The standoff between Democratic Governor Gretchen Whitmer and the Republican-led legislature on the Fiscal Year 2020 budget (which started October 1, 2019) appears to have been partially resolved, a good start at accommodating divided government. On December 4, the Senate unanimously passed SB 376 and SB 152 which provide a combined $573.5 million in restored funding ($261 million General Fund, $70 million School Aid Fund) from vetoes and transfers the Governor made on September 30 and October 1. The bills restore funding to 27 of the 147 line items Whitmer vetoed. Put off until 2020 are negotiations on supplemental appropriations concerning items omitted from these bills.

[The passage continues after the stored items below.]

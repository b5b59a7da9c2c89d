//! Application orchestration for turning scanned pages into HTML notes.

use crate::ai::{mime, vision, GeminiNotesClient, NotesService, OcrService, VisionClient};
use crate::models::{Config, ImageContent};
use crate::{Error, Result};
use chrono::Local;
use std::fs;
use std::path::{Path, PathBuf};
use tracing::{info, warn};
use uuid::Uuid;

/// Where the notes input comes from.
#[derive(Debug, Clone)]
pub enum Source {
    /// An image file that goes through text detection first.
    Image(PathBuf),
    /// A UTF-8 text file summarized directly.
    Text(PathBuf),
}

impl Source {
    pub fn path(&self) -> &Path {
        match self {
            Source::Image(path) | Source::Text(path) => path,
        }
    }
}

/// Text recognized in an image together with the notes generated from it.
#[derive(Debug, Clone, PartialEq)]
pub struct ScanNotes {
    pub recognized_text: String,
    pub html: String,
}

/// Files written by [`App::run`].
#[derive(Debug, Clone)]
pub struct NotesOutput {
    pub html_path: PathBuf,
    pub text_path: Option<PathBuf>,
    pub html: String,
}

/// Coordinates text recognition and notes generation for one input.
pub struct App {
    ocr: Box<dyn OcrService>,
    notes: Box<dyn NotesService>,
    output_dir: PathBuf,
}

/// Injectable service bundle used to construct [`App`] in tests/harnesses.
pub struct AppServices {
    pub ocr: Box<dyn OcrService>,
    pub notes: Box<dyn NotesService>,
}

impl App {
    /// Build an app from concrete service dependencies.
    pub fn with_services(services: AppServices, output_dir: PathBuf) -> Self {
        Self {
            ocr: services.ocr,
            notes: services.notes,
            output_dir,
        }
    }

    /// Construct an app from environment configuration (`Config::from_env`).
    pub fn new() -> Result<Self> {
        let config = Config::from_env()?;

        let date = Local::now().format("%Y-%m-%d").to_string();
        let session_id = Uuid::new_v4();
        let output_dir = config
            .output_dir
            .join(format!("{}_{}", date, session_id));

        fs::create_dir_all(&output_dir)?;
        info!("Created output directory: {}", output_dir.display());

        // Reuse one HTTP connection pool across both service clients.
        let http_client = reqwest::Client::new();

        info!("OCR endpoint: {}", config.vision_endpoint);
        let ocr = VisionClient::new_with_client(
            config.vision_endpoint,
            config.vision_api_key,
            config.request_timeout,
            http_client.clone(),
        );

        info!("Notes endpoint: {}", config.gemini_endpoint);
        let notes = GeminiNotesClient::new_with_client(
            config.gemini_endpoint,
            config.gemini_api_key,
            config.request_timeout,
            http_client,
        );

        Ok(Self::with_services(
            AppServices {
                ocr: Box::new(ocr),
                notes: Box::new(notes),
            },
            output_dir,
        ))
    }

    pub fn output_dir(&self) -> &Path {
        &self.output_dir
    }

    /// Recognize the text in `image_bytes` and generate notes from it.
    pub async fn notes_from_image(&self, image_bytes: &[u8]) -> Result<ScanNotes> {
        match mime::sniff_image_mime(image_bytes) {
            Some(mime) => info!("Recognizing text in {} ({} bytes)", mime, image_bytes.len()),
            None => warn!(
                "Unrecognized image format (first 4 bytes: {:02X?}), sending anyway",
                &image_bytes[..image_bytes.len().min(4)]
            ),
        }

        let image = ImageContent::from_bytes(image_bytes)?;
        let response = self.ocr.recognize_text(&image).await?;

        if let Some(message) = vision::response_error(&response) {
            return Err(Error::Ocr(message));
        }

        let recognized_text = vision::extract_text(&response).ok_or(Error::NoTextDetected)?;
        info!("Recognized {} chars of text", recognized_text.len());

        let html = self.notes_from_text(&recognized_text).await?;

        Ok(ScanNotes {
            recognized_text,
            html,
        })
    }

    pub async fn notes_from_text(&self, text: &str) -> Result<String> {
        let html = self.notes.generate_notes(text).await?;
        info!("Generated {} chars of HTML notes", html.len());
        Ok(html)
    }

    /// Generate notes for `source` and write them into the output directory.
    pub async fn run(&self, source: &Source) -> Result<NotesOutput> {
        let path = source.path();
        let stem = path
            .file_stem()
            .and_then(|stem| stem.to_str())
            .filter(|stem| !stem.is_empty())
            .unwrap_or("notes");

        info!("Generating notes for {}", path.display());

        let (html, recognized_text) = match source {
            Source::Image(path) => {
                let bytes = fs::read(path)?;
                let scan = self.notes_from_image(&bytes).await?;
                (scan.html, Some(scan.recognized_text))
            }
            Source::Text(path) => {
                let text = fs::read_to_string(path)?;
                (self.notes_from_text(&text).await?, None)
            }
        };

        let text_path = match recognized_text {
            Some(text) => {
                let text_path = self.output_dir.join(format!("{}.txt", stem));
                fs::write(&text_path, text)?;
                info!("Saved recognized text at: {}", text_path.display());
                Some(text_path)
            }
            None => None,
        };

        let html_path = self.output_dir.join(format!("{}.html", stem));
        fs::write(&html_path, &html)?;
        info!("Saved notes at: {}", html_path.display());

        Ok(NotesOutput {
            html_path,
            text_path,
            html,
        })
    }
}

#[cfg(test)]
mod tests {
    use super::*;
    use crate::ai::{MockNotesClient, MockOcrClient};
    use tempfile::tempdir;

    const PNG_HEADER: [u8; 8] = [0x89, 0x50, 0x4E, 0x47, 0x0D, 0x0A, 0x1A, 0x0A];

    fn build_test_app(output_dir: &Path, ocr: MockOcrClient, notes: MockNotesClient) -> App {
        App::with_services(
            AppServices {
                ocr: Box::new(ocr),
                notes: Box::new(notes),
            },
            output_dir.to_path_buf(),
        )
    }

    #[tokio::test]
    async fn test_notes_from_image_passes_recognized_text_to_notes() {
        let dir = tempdir().unwrap();
        let app = build_test_app(
            dir.path(),
            MockOcrClient::new().with_text("Osmosis moves water.\n"),
            MockNotesClient::new().with_raw_response("## Osmosis\n- **water** moves".to_string()),
        );

        let scan = app.notes_from_image(&PNG_HEADER).await.unwrap();

        assert_eq!(scan.recognized_text, "Osmosis moves water.");
        assert_eq!(
            scan.html,
            "<h2>Osmosis</h2><br>\n<ul><li><strong>water</strong> moves</li></ul><br>"
        );
    }

    #[tokio::test]
    async fn test_notes_from_image_without_text_fails() {
        let dir = tempdir().unwrap();
        let app = build_test_app(
            dir.path(),
            MockOcrClient::new().with_response(serde_json::json!({ "responses": [{}] })),
            MockNotesClient::new(),
        );

        let err = app.notes_from_image(&PNG_HEADER).await.unwrap_err();
        assert!(matches!(err, Error::NoTextDetected));
    }

    #[tokio::test]
    async fn test_notes_from_image_surfaces_in_band_error() {
        let dir = tempdir().unwrap();
        let app = build_test_app(
            dir.path(),
            MockOcrClient::new().with_response(serde_json::json!({
                "responses": [{ "error": { "code": 3, "message": "Bad image data." } }]
            })),
            MockNotesClient::new(),
        );

        let err = app.notes_from_image(&PNG_HEADER).await.unwrap_err();
        assert!(matches!(err, Error::Ocr(ref msg) if msg.contains("Bad image data.")));
    }

    #[tokio::test]
    async fn test_notes_from_empty_image_is_rejected() {
        let dir = tempdir().unwrap();
        let ocr = MockOcrClient::new();
        let app = build_test_app(dir.path(), ocr, MockNotesClient::new());

        let err = app.notes_from_image(&[]).await.unwrap_err();
        assert!(matches!(err, Error::InvalidImage(_)));
    }

    #[tokio::test]
    async fn test_run_image_writes_html_and_text() {
        let dir = tempdir().unwrap();
        let input = dir.path().join("lecture.png");
        fs::write(&input, PNG_HEADER).unwrap();
        let output_dir = dir.path().join("output");
        fs::create_dir_all(&output_dir).unwrap();

        let app = build_test_app(
            &output_dir,
            MockOcrClient::new().with_text("Lecture 4"),
            MockNotesClient::new().with_raw_response("# Lecture 4".to_string()),
        );

        let output = app.run(&Source::Image(input)).await.unwrap();

        assert_eq!(output.html_path, output_dir.join("lecture.html"));
        assert_eq!(
            fs::read_to_string(&output.html_path).unwrap(),
            "<h1>Lecture 4</h1><br>"
        );
        let text_path = output.text_path.unwrap();
        assert_eq!(fs::read_to_string(text_path).unwrap(), "Lecture 4");
    }

    #[tokio::test]
    async fn test_run_text_skips_ocr() {
        let dir = tempdir().unwrap();
        let input = dir.path().join("summary.txt");
        fs::write(&input, "Plain notes").unwrap();

        let ocr = MockOcrClient::new();
        let app = build_test_app(dir.path(), ocr, MockNotesClient::new());

        let output = app.run(&Source::Text(input)).await.unwrap();

        assert!(output.text_path.is_none());
        assert_eq!(output.html, "<h1>Notes</h1><br><br>Plain notes");
        assert!(dir.path().join("summary.html").exists());
    }

    #[tokio::test]
    async fn test_run_missing_input_is_io_error() {
        let dir = tempdir().unwrap();
        let app = build_test_app(dir.path(), MockOcrClient::new(), MockNotesClient::new());

        let err = app
            .run(&Source::Image(dir.path().join("missing.png")))
            .await
            .unwrap_err();
        assert!(matches!(err, Error::Io(_)));
    }
}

The House and Senate also passed along party lines shell bills (SB 616, HB 5176) that will make some yet-unknown changes in state Administrative Board powers such as advance notice to the Legislature when the Governor intends to transfer money within a department. Two bills (SB 618, HB 5177) to establish a new July 1 budget deadline for lawmakers were also introduced and passed unanimously.
The proposed budget compromise bills include items the legislature left out of their proposed budget that the Governor wanted and some items the Governor vetoed that the legislature wanted. There is $38 million in private college scholarships, $35 million for charter schools, $27.4 million for local governments in lieu of taxes (PILT payments), $16.6 million for rural healthcare, $15 million for IT upgrades, $14.8 million for county jails, $13.1 million for secondary road patrols, $10.5 million to hire new corrections officers, $10.7 million for pediatric psychiatrist raises, $10.5 million for early literacy coaches, $10 million for school security upgrades, $5.1 million for 37 “critical access” hospitals, $4.5 million for lead paint abatement, $4 million in veterans grants, $1.25 for autism navigators, and $350,000 for autism intervention. The $13 million in individual bridge projects Whitmer vetoed is now going into the larger Transportation budget for general road and bridge repair.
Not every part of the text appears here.